EXERCISE INPUT:
******

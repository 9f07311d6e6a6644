//! Longword programming
//!
//! [`FlashWriter::program_word`] runs the FTFx program-longword sequence:
//!
//! 1. Reject a null address, then an address outside program flash, then
//!    a misaligned address. None of these touch the controller.
//! 2. Poll FSTAT until CCIF reports the controller idle, giving up after
//!    the configured timeout.
//! 3. Read FSTAT once more. A pending ACCERR (or else FPVIOL) is cleared
//!    and reported. These flags belong to the *previous* command.
//! 4. Load the command object: opcode, three address bytes, four data
//!    bytes.
//! 5. Launch by writing CCIF.
//!
//! By default the call returns right after the launch and the caller waits
//! with [`FlashWriter::wait_idle`] before relying on the data. With
//! [`CompletionMode::WaitForCompletion`] the writer also waits and reports
//! faults raised by the command it just launched.

use crate::bus::ControllerBus;
use crate::error::{Error, Result};
use crate::geometry::{FlashConfig, FlashGeometry};
use crate::regs::{byte_lane, ADDR_LANES, CMD_PROGRAM_LONGWORD, DATA_LANES, FCCOB0, LONGWORD_SIZE};
use crate::status::ControllerStatus;

/// Default time to wait for CCIF, in microseconds
pub const DEFAULT_TIMEOUT_US: u32 = 100_000;

/// Default delay between FSTAT polls, in microseconds
pub const DEFAULT_POLL_INTERVAL_US: u32 = 10;

/// What `program_word` does after launching the command
#[derive(Debug, Clone, Copy, PartialEq, Eq, Default)]
pub enum CompletionMode {
    /// Return as soon as the command is launched
    #[default]
    LaunchOnly,
    /// Wait for CCIF and report faults raised by this command
    WaitForCompletion,
}

/// Polling behavior of a [`FlashWriter`]
#[derive(Debug, Clone, Copy)]
pub struct WriterConfig {
    /// Give up waiting for CCIF after this many microseconds
    pub timeout_us: u32,
    /// Delay between FSTAT polls
    pub poll_interval_us: u32,
    /// Post-launch behavior
    pub completion: CompletionMode,
    /// Called before each delay while waiting for CCIF
    pub on_poll: Option<fn()>,
}

impl Default for WriterConfig {
    fn default() -> Self {
        Self {
            timeout_us: DEFAULT_TIMEOUT_US,
            poll_interval_us: DEFAULT_POLL_INTERVAL_US,
            completion: CompletionMode::LaunchOnly,
            on_poll: None,
        }
    }
}

/// A single longword program request
#[derive(Debug, Clone, Copy, PartialEq, Eq)]
pub struct ProgramRequest {
    /// Target address, `None` for a null pointer
    pub address: Option<u32>,
    /// Value to program
    pub data: u32,
}

impl ProgramRequest {
    /// Request to program `data` at `address`
    pub const fn new(address: u32, data: u32) -> Self {
        Self {
            address: Some(address),
            data,
        }
    }

    /// Request to program `data` at the word `ptr` points to
    ///
    /// A null pointer yields a request that fails with
    /// [`Error::NullAddress`]. Pointers above 4 GiB (host builds only)
    /// saturate to `u32::MAX`, which no geometry contains.
    pub fn from_ptr(ptr: *const u32, data: u32) -> Self {
        let address = if ptr.is_null() {
            None
        } else {
            Some(u32::try_from(ptr as usize).unwrap_or(u32::MAX))
        };
        Self { address, data }
    }
}

/// Programs longwords into P-Flash through a [`ControllerBus`]
///
/// The writer holds no state between calls beyond its configuration; the
/// controller registers are the only persistent state. Methods take
/// `&mut self`, so one writer can never interleave two sequences. Use
/// [`crate::SharedFlashWriter`] when the controller is shared with
/// interrupt handlers.
pub struct FlashWriter<B> {
    bus: B,
    geometry: FlashGeometry,
    config: WriterConfig,
}

impl<B: ControllerBus> FlashWriter<B> {
    /// Create a writer with the default polling configuration
    pub fn new(bus: B, geometry: FlashGeometry) -> Self {
        Self::with_config(bus, geometry, WriterConfig::default())
    }

    /// Create a writer with an explicit polling configuration
    pub fn with_config(bus: B, geometry: FlashGeometry, config: WriterConfig) -> Self {
        Self {
            bus,
            geometry,
            config,
        }
    }

    /// Create a writer from a driver configuration
    ///
    /// The configuration's callback becomes the poll hook.
    pub fn from_flash_config(
        bus: B,
        flash: &FlashConfig,
        mut config: WriterConfig,
    ) -> Result<Self> {
        let geometry = flash.geometry()?;
        if flash.callback.is_some() {
            config.on_poll = flash.callback;
        }
        Ok(Self::with_config(bus, geometry, config))
    }

    /// Get the flash geometry
    pub fn geometry(&self) -> &FlashGeometry {
        &self.geometry
    }

    /// Get the polling configuration
    pub fn config(&self) -> &WriterConfig {
        &self.config
    }

    /// Get a reference to the bus
    pub fn bus(&self) -> &B {
        &self.bus
    }

    /// Get a mutable reference to the bus
    pub fn bus_mut(&mut self) -> &mut B {
        &mut self.bus
    }

    /// Consume the writer and return the bus
    pub fn release(self) -> B {
        self.bus
    }

    /// Read FSTAT once
    pub fn status(&mut self) -> ControllerStatus {
        self.bus.read_status()
    }

    /// Wait until CCIF is set or the timeout expires
    pub fn wait_idle(&mut self) -> Result<()> {
        let step = self.config.poll_interval_us.max(1);
        let mut remaining = self.config.timeout_us;

        loop {
            if self.bus.read_status().is_idle() {
                return Ok(());
            }

            if remaining == 0 {
                log::warn!(
                    "Flash controller still busy after {} us",
                    self.config.timeout_us
                );
                return Err(Error::Timeout);
            }

            if let Some(hook) = self.config.on_poll {
                hook();
            }

            let delay = step.min(remaining);
            self.bus.delay_us(delay);
            remaining -= delay;
        }
    }

    /// Program `data` at `address`
    pub fn program(&mut self, address: u32, data: u32) -> Result<()> {
        self.program_word(ProgramRequest::new(address, data))
    }

    /// Program one longword
    ///
    /// Check order is part of the contract: null, range, alignment, idle
    /// wait, then pending controller faults. An `AccessError` or
    /// `ProtectionViolation` reported here before the launch belongs to an
    /// earlier command; the flag is cleared and nothing is launched.
    pub fn program_word(&mut self, request: ProgramRequest) -> Result<()> {
        let address = self.validate(request)?;

        self.wait_idle()?;

        let status = self.bus.read_status();
        if let Err(e) = self.clear_fault(status) {
            log::warn!("Pending fault from an earlier command: {} ({})", e, status);
            return Err(e);
        }

        self.load_command(address, request.data);
        self.bus.write_status(ControllerStatus::CCIF);
        log::debug!(
            "Launched program longword 0x{:08X} at 0x{:08X}",
            request.data,
            address
        );

        match self.config.completion {
            CompletionMode::LaunchOnly => Ok(()),
            CompletionMode::WaitForCompletion => self.check_completion(),
        }
    }

    fn validate(&self, request: ProgramRequest) -> Result<u32> {
        let addr = request.address.ok_or(Error::NullAddress)?;

        if !self.geometry.contains(addr) {
            return Err(Error::OutOfRange { addr });
        }

        if addr % LONGWORD_SIZE != 0 {
            return Err(Error::Misaligned { addr });
        }

        Ok(addr)
    }

    /// Clear and report ACCERR, else FPVIOL
    fn clear_fault(&mut self, status: ControllerStatus) -> Result<()> {
        match status.pending_fault() {
            Some((flag, err)) => {
                self.bus.write_status(flag);
                Err(err)
            }
            None => Ok(()),
        }
    }

    fn load_command(&mut self, address: u32, data: u32) {
        self.bus.write8(FCCOB0, CMD_PROGRAM_LONGWORD);
        for (lane, &offset) in ADDR_LANES.iter().enumerate() {
            self.bus.write8(offset, byte_lane(address, lane));
        }
        for (lane, &offset) in DATA_LANES.iter().enumerate() {
            self.bus.write8(offset, byte_lane(data, lane));
        }
    }

    fn check_completion(&mut self) -> Result<()> {
        self.wait_idle()?;

        let status = self.bus.read_status();
        self.clear_fault(status)?;

        // MGSTAT0 is read-only and resets on the next launch
        if status.contains(ControllerStatus::MGSTAT0) {
            return Err(Error::CommandFailed);
        }

        Ok(())
    }
}
//! Length, weight, distance and price conversions.
//!
//! Numeric text accepts `,` as the decimal separator (`"1,5"` == `"1.5"`).

use crate::error::{Error, Result};
use serde::Serialize;

pub const INCH_IN_CM: f64 = 2.54;
pub const LBS_IN_KG: f64 = 0.45359237;
pub const DEFAULT_VAT_PERCENT: f64 = 5.0;
pub const MILE_IN_KM: f64 = 1.609344;
pub const MILE_IN_NAUTICAL: f64 = 0.8684;
/// Statute miles per nautical mile, applied to one minute of arc
const MILES_PER_ARC_MINUTE: f64 = 1.1515;
// f64 keeps no more significant decimals than this
const MAX_PRECISION: u32 = 15;

#[derive(Debug, Clone, Copy, PartialEq, Eq, Serialize)]
pub struct FeetInches {
    pub feet: u32,
    pub inches: u32,
}

fn parse_decimal(input: &str) -> Result<Option<f64>> {
    let text = input.trim().replace(',', ".");
    if text.is_empty() {
        return Ok(None);
    }
    let value: f64 = text
        .parse()
        .map_err(|_| Error::format(input, "not a number"))?;
    if !value.is_finite() {
        return Err(Error::format(input, "not a finite number"));
    }
    Ok(Some(value))
}

fn round_to(value: f64, precision: u32) -> f64 {
    if precision > MAX_PRECISION {
        return value;
    }
    let factor = 10f64.powi(i32::try_from(precision).unwrap_or(i32::MAX));
    let scaled = value * factor;
    if !scaled.is_finite() {
        return value;
    }
    scaled.round() / factor
}

/// Whole feet and inches to centimetres. Fractions are dropped before converting.
pub fn feet_inches_to_cm(feet_text: &str, inches_text: &str) -> Result<i64> {
    let feet = parse_decimal(feet_text)?.unwrap_or(0.0).trunc();
    let inches = parse_decimal(inches_text)?.unwrap_or(0.0).trunc();
    let cm = ((feet * 12.0 + inches) * INCH_IN_CM).round();

    // i64::MAX as f64 rounds up to 2^63, which is itself out of range
    if !cm.is_finite() || cm.abs() >= i64::MAX as f64 {
        return Err(Error::format(
            &format!("{}ft {}in", feet_text, inches_text),
            "value is too large",
        ));
    }
    Ok(cm as i64)
}

/// Centimetres to feet and remaining inches; `None` for empty or zero input.
pub fn cm_to_feet_inches(cm_text: &str) -> Result<Option<FeetInches>> {
    let cm = match parse_decimal(cm_text)? {
        Some(v) if v < 0.0 => return Err(Error::format(cm_text, "length must not be negative")),
        Some(v) if v != 0.0 => v,
        _ => return Ok(None),
    };
    if cm / INCH_IN_CM / 12.0 > f64::from(u32::MAX) {
        return Err(Error::format(cm_text, "value is too large"));
    }

    let inches = cm / INCH_IN_CM;
    Ok(Some(FeetInches {
        feet: (inches / 12.0).trunc() as u32,
        inches: (inches.trunc() as u32) % 12,
    }))
}

pub fn pounds_to_kg(pounds: &str) -> Result<f64> {
    Ok(parse_decimal(pounds)?.map_or(0.0, |lbs| lbs * LBS_IN_KG))
}

pub fn kg_to_pounds(kg: &str) -> Result<f64> {
    Ok(parse_decimal(kg)?.map_or(0.0, |kg| kg / LBS_IN_KG))
}

/// Price including VAT, to two decimals.
pub fn price_with_vat(price: f64, vat_percent: f64) -> f64 {
    round_to(price + price / 100.0 * vat_percent, 2)
}

/// Discount value of `percent` on `price`, to two decimals.
pub fn discount_amount(price: f64, percent: f64) -> f64 {
    round_to(price / 100.0 * percent, 2)
}

pub fn round_abs(value: f64, precision: u32) -> f64 {
    round_to(value.abs(), precision)
}

#[derive(Debug, Clone, Copy, PartialEq, Eq, Default, Serialize)]
pub enum DistanceUnit {
    #[default]
    Miles,
    Kilometers,
    NauticalMiles,
}

impl DistanceUnit {
    /// `K` for kilometres, `N` for nautical miles; anything else is miles.
    pub fn from_code(code: &str) -> Self {
        match code.trim().to_ascii_uppercase().as_str() {
            "K" => DistanceUnit::Kilometers,
            "N" => DistanceUnit::NauticalMiles,
            _ => DistanceUnit::Miles,
        }
    }
}

/// Great-circle distance between two coordinates given in degrees.
pub fn distance(lat1: f64, lon1: f64, lat2: f64, lon2: f64, unit: DistanceUnit) -> Result<f64> {
    for (lat, lon) in [(lat1, lon1), (lat2, lon2)] {
        if !(-90.0..=90.0).contains(&lat) {
            return Err(Error::format(&lat.to_string(), "latitude must be within -90..=90"));
        }
        if !lon.is_finite() {
            return Err(Error::format(&lon.to_string(), "longitude must be finite"));
        }
    }

    let theta = (lon1 - lon2).to_radians();
    let (lat1, lat2) = (lat1.to_radians(), lat2.to_radians());
    let cos_angle = lat1.sin() * lat2.sin() + lat1.cos() * lat2.cos() * theta.cos();
    // rounding can push identical points just past 1.0
    let degrees = cos_angle.clamp(-1.0, 1.0).acos().to_degrees();
    let miles = degrees * 60.0 * MILES_PER_ARC_MINUTE;

    Ok(match unit {
        DistanceUnit::Miles => miles,
        DistanceUnit::Kilometers => miles * MILE_IN_KM,
        DistanceUnit::NauticalMiles => miles * MILE_IN_NAUTICAL,
    })
}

******

PROBLEM STATEMENT: Collect every line above that contains the word "behavior".

OUTPUT OF THE TASK:
/// Polling behavior of a [`FlashWriter`]
    /// Post-launch behavior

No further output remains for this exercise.